- **Input records**
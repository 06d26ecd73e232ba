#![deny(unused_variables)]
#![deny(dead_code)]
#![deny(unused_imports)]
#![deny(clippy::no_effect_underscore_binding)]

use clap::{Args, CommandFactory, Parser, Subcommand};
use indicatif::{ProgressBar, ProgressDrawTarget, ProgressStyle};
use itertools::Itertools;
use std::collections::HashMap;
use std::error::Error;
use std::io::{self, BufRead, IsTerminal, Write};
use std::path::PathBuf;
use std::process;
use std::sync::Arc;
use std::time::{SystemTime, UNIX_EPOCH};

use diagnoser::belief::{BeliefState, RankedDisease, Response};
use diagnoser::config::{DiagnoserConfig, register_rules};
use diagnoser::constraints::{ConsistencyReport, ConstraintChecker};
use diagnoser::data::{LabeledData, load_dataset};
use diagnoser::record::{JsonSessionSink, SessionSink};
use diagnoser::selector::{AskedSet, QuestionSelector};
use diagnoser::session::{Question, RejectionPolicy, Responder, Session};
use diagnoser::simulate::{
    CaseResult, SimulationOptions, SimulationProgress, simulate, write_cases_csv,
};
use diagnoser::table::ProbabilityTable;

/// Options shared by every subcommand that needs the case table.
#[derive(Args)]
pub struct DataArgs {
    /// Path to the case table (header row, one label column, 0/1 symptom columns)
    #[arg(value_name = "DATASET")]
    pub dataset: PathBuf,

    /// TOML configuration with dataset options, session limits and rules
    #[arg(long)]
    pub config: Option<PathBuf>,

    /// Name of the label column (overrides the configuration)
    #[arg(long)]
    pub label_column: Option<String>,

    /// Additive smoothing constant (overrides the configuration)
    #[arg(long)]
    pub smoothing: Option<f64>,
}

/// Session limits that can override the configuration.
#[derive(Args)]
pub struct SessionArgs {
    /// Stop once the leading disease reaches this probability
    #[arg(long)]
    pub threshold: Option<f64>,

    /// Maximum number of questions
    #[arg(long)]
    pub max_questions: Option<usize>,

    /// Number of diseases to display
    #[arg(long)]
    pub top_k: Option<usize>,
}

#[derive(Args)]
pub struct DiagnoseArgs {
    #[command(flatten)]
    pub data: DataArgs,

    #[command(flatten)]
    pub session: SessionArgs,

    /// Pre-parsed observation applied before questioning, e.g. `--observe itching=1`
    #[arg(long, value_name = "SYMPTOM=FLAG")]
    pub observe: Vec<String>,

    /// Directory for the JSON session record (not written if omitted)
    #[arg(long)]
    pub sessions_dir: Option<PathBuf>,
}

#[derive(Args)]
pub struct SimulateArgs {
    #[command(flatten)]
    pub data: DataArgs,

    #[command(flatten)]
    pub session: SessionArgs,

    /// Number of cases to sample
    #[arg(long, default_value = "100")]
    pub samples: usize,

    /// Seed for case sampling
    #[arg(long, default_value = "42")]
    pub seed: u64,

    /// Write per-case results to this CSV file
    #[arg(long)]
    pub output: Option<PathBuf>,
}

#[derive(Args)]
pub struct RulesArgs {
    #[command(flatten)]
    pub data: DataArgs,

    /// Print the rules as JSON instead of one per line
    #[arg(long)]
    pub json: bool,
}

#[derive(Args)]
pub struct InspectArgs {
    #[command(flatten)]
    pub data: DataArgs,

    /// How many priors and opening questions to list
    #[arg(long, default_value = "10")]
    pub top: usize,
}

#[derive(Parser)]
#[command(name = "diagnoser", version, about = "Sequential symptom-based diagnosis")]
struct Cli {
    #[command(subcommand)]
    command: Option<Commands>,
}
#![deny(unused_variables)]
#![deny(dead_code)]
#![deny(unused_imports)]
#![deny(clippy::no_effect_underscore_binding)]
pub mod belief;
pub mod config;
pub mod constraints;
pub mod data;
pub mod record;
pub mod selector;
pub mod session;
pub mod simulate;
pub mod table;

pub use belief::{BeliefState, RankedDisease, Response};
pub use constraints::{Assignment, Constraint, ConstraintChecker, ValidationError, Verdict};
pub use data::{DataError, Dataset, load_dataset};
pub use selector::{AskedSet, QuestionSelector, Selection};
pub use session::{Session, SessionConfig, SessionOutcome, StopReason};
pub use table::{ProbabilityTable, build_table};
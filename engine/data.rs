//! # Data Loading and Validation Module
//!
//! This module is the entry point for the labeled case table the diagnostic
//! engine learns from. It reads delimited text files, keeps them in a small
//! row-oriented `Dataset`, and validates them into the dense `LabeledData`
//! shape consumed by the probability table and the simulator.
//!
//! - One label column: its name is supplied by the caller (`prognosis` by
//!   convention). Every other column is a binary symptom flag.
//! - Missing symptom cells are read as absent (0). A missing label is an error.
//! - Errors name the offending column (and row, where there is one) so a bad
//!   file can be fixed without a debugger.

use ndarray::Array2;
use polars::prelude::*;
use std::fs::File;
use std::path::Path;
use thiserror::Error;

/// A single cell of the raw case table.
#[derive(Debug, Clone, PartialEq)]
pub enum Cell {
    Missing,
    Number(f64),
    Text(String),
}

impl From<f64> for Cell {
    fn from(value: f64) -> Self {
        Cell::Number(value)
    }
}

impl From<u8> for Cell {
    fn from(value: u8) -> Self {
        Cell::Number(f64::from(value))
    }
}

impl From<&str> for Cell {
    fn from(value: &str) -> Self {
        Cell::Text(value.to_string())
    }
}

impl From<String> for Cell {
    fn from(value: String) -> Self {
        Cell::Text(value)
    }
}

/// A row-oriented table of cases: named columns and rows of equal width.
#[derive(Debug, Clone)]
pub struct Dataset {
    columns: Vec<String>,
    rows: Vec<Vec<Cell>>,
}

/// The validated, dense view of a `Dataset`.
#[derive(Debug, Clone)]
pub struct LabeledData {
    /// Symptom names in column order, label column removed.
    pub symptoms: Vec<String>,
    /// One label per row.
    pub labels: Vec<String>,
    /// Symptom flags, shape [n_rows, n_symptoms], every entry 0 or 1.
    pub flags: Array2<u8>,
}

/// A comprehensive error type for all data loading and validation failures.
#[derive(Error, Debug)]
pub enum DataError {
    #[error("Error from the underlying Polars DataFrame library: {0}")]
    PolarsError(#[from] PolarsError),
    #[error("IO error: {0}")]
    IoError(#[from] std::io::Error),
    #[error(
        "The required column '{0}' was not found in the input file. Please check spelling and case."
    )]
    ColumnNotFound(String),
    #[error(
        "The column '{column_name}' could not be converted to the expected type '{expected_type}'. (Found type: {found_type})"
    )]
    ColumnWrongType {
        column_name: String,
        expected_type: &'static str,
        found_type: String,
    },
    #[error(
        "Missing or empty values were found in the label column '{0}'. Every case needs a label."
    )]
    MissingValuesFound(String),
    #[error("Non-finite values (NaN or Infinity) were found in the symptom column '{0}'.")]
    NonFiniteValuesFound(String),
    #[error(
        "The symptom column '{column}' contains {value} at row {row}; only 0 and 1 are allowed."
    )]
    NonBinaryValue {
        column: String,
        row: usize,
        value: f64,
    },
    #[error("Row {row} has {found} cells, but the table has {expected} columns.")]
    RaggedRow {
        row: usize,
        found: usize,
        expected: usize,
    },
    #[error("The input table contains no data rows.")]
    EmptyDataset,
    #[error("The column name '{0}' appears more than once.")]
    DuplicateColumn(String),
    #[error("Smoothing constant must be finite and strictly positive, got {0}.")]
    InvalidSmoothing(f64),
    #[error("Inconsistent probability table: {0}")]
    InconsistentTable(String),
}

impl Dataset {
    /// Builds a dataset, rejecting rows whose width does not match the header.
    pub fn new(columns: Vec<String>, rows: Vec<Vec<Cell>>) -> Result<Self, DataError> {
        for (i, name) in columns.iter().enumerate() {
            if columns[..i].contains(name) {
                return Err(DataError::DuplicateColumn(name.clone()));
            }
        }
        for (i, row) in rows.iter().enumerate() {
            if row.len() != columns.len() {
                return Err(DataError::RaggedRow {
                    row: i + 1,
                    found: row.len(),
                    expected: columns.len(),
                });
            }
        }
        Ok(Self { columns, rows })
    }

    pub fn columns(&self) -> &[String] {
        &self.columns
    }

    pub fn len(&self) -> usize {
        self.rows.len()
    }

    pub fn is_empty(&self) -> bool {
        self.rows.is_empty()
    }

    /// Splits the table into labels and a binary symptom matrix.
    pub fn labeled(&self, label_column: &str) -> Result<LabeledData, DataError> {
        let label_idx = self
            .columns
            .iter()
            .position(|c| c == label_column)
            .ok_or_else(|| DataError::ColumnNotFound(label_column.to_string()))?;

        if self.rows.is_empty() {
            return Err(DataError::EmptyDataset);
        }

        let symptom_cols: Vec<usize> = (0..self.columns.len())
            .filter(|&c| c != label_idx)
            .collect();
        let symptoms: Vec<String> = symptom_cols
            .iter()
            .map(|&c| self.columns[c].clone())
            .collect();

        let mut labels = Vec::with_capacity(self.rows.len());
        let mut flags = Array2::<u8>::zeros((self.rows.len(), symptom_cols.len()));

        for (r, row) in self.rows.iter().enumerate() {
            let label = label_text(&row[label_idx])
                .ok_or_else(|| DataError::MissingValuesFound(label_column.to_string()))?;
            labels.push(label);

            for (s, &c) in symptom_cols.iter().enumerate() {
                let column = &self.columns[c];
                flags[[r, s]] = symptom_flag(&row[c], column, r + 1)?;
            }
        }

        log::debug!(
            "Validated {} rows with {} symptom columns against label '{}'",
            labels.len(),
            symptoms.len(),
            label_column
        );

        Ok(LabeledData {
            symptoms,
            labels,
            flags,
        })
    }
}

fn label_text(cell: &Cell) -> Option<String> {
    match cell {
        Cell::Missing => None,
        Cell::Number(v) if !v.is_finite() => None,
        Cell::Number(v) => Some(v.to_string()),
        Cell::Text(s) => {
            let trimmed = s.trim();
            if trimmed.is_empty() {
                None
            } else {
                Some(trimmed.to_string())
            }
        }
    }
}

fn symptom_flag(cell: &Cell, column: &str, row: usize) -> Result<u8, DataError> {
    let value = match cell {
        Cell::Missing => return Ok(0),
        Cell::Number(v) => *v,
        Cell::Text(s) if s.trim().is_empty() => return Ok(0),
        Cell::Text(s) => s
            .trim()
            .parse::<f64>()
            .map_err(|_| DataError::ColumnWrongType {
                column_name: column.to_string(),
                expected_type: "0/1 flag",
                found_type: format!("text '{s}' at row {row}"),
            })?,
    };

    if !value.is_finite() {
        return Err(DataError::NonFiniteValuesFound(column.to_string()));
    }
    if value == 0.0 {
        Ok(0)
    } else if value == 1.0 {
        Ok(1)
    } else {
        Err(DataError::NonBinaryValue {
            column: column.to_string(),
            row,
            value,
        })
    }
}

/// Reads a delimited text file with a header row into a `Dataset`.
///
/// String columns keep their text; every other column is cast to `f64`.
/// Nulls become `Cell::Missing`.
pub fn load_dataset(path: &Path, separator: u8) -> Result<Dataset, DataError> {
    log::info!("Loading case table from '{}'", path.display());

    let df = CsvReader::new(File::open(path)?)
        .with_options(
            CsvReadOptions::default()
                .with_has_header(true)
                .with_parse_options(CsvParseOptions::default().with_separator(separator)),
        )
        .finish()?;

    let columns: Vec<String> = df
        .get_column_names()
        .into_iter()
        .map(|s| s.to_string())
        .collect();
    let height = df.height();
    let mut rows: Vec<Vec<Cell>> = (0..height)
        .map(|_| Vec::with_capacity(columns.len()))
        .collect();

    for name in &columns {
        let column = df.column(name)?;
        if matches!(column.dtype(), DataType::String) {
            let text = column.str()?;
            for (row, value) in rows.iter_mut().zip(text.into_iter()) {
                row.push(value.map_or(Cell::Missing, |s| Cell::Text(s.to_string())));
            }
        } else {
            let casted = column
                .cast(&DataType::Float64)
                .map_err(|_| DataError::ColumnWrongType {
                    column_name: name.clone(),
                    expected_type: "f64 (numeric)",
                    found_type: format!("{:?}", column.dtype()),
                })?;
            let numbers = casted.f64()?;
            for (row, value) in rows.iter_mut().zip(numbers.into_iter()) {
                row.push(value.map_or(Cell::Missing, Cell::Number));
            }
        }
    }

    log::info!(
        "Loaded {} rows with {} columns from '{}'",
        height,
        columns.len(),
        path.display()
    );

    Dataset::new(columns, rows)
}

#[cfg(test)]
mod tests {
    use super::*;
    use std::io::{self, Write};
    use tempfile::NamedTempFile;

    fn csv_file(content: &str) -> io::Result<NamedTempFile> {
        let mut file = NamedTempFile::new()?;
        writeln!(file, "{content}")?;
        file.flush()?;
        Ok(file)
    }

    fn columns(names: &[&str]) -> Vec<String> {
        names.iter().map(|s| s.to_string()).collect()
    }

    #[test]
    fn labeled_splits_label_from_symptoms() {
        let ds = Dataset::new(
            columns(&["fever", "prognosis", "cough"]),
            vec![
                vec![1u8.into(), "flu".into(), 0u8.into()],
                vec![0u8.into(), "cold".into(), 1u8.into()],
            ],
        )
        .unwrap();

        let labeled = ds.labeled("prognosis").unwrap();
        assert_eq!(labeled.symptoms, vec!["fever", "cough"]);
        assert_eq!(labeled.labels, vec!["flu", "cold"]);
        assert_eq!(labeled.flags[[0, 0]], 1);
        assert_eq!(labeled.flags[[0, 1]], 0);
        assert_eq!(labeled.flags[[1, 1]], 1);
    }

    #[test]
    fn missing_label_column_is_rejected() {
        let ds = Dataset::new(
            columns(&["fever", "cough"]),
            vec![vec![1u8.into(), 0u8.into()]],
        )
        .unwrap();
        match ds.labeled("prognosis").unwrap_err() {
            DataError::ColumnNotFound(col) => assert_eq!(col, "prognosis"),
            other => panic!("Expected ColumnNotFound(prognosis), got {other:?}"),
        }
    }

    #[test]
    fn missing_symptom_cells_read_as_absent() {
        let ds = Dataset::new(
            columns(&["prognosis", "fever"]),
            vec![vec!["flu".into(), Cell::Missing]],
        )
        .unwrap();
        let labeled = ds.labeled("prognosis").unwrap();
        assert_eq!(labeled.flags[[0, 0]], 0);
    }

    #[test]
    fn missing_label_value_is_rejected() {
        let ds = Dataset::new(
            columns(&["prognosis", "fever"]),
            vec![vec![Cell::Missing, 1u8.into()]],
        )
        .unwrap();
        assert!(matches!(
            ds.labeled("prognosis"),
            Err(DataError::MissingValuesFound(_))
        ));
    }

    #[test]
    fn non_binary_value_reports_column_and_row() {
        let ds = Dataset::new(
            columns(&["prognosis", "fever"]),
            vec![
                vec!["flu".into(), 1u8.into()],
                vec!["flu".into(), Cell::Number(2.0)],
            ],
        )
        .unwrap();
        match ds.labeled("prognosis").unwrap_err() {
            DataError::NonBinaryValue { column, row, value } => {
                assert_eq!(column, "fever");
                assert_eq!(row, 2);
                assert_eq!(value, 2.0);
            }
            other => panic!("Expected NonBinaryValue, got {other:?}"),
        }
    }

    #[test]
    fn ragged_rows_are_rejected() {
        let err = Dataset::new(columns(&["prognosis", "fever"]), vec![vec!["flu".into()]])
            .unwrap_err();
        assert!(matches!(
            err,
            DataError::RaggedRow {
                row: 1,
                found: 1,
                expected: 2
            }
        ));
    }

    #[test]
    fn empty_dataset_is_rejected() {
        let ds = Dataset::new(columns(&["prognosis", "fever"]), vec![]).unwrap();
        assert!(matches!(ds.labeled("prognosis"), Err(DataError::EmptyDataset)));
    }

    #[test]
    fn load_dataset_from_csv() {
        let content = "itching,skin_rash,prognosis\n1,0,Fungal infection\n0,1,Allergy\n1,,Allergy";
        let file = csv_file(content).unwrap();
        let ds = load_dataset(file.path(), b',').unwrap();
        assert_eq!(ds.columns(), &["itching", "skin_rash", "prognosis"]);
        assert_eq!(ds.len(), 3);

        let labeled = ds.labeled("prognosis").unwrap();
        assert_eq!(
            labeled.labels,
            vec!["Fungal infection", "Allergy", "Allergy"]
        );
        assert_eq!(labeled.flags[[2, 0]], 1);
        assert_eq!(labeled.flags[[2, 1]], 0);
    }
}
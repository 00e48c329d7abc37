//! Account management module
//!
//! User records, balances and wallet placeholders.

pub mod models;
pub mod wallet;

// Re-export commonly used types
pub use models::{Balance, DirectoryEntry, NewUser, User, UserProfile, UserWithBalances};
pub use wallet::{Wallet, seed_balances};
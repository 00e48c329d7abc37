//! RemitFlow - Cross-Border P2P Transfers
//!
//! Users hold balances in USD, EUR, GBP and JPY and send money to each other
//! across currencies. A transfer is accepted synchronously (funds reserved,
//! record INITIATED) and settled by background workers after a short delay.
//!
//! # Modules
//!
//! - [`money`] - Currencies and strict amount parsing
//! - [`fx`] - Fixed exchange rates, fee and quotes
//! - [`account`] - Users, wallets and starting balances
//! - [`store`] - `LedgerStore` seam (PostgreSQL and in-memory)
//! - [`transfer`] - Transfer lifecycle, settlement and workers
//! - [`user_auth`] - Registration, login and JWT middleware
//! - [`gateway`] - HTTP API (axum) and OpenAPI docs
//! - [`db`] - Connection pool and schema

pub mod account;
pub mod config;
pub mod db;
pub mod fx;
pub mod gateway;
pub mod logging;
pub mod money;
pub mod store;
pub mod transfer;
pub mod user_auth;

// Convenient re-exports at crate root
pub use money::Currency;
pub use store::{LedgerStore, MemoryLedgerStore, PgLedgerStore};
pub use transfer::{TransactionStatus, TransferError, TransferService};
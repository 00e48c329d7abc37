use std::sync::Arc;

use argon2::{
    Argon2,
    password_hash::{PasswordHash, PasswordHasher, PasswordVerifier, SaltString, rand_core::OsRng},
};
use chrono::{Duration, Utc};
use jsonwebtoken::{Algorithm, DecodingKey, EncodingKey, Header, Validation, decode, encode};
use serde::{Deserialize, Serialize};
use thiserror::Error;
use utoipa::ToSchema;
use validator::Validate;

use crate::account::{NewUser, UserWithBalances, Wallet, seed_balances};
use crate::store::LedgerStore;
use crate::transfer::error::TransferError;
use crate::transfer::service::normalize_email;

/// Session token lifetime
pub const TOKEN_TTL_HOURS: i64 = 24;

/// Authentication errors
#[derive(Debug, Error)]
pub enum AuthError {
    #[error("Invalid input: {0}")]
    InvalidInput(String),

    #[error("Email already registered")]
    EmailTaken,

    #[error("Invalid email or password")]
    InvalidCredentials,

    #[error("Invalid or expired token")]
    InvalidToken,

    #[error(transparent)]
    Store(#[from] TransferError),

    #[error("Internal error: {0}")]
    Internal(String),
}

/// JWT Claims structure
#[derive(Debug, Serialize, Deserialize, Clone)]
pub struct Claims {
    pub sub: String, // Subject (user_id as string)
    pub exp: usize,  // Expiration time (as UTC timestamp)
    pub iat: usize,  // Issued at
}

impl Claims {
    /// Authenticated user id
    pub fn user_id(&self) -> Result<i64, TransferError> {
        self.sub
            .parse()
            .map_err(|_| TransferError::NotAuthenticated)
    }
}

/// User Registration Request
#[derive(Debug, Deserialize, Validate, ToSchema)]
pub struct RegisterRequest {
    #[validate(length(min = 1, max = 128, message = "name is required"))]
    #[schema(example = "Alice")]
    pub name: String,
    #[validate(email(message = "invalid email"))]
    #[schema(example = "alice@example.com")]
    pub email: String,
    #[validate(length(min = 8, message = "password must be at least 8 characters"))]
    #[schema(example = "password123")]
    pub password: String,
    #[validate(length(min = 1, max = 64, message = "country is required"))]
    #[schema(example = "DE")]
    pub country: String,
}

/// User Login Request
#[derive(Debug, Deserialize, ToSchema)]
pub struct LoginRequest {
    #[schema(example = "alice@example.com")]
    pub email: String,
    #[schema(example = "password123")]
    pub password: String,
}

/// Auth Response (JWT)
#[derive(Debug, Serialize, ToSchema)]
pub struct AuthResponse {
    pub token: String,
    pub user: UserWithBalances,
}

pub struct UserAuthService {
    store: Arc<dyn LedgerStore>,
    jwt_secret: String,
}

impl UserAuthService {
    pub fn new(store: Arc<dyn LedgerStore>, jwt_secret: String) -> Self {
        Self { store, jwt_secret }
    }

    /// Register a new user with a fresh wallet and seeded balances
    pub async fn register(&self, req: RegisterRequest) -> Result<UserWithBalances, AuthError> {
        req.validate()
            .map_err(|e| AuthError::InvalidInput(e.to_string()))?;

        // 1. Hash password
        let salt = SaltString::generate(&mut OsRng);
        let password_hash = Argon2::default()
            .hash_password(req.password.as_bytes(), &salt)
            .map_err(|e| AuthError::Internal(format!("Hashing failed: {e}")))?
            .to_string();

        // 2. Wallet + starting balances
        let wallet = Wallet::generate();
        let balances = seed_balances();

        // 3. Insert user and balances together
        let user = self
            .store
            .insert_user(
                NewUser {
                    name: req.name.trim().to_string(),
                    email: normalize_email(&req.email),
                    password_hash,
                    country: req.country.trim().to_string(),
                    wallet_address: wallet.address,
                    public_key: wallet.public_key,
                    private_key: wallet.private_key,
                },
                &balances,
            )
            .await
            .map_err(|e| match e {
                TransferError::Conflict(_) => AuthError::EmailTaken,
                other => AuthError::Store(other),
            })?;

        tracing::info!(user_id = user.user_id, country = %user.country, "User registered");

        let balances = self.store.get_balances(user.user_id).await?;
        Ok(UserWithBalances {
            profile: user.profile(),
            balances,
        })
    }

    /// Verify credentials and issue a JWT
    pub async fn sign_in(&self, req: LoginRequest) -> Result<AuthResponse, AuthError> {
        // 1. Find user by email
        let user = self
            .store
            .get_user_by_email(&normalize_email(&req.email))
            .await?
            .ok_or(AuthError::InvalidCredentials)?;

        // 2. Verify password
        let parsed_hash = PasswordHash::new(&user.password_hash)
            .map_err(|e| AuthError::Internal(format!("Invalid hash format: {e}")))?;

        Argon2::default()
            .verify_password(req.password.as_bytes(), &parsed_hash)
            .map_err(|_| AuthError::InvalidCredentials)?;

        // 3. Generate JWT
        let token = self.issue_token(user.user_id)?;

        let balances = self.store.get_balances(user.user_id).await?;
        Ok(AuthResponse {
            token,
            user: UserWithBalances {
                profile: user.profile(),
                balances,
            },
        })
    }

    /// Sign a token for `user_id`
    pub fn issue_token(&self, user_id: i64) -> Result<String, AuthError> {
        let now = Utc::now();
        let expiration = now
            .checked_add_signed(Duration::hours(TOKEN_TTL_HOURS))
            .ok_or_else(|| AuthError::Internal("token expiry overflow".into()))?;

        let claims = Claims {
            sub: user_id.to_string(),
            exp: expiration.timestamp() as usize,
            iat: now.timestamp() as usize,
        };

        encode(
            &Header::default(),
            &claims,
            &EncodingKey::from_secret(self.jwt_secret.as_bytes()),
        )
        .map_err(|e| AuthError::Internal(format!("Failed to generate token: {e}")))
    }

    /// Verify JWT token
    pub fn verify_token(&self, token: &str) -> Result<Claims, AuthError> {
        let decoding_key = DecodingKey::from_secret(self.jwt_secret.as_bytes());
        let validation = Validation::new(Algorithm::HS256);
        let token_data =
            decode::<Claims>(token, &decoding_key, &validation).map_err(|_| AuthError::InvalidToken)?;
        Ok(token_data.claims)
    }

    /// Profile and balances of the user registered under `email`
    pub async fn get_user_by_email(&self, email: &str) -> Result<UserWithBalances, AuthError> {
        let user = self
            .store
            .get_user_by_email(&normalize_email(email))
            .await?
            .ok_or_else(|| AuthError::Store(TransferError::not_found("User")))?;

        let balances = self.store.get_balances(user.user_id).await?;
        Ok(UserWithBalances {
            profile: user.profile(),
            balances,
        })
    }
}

- **Work task**
Output exactly the lines of the records from the first through the one bearing "use std::process;", both ends included.

- **Result**
repository 06d26ecd73e232ba
#![deny(unused_variables)]
#![deny(dead_code)]
#![deny(unused_imports)]
#![deny(clippy::no_effect_underscore_binding)]

use clap::{Args, CommandFactory, Parser, Subcommand};
use indicatif::{ProgressBar, ProgressDrawTarget, ProgressStyle};
use itertools::Itertools;
use std::collections::HashMap;
use std::error::Error;
use std::io::{self, BufRead, IsTerminal, Write};
use std::path::PathBuf;
use std::process;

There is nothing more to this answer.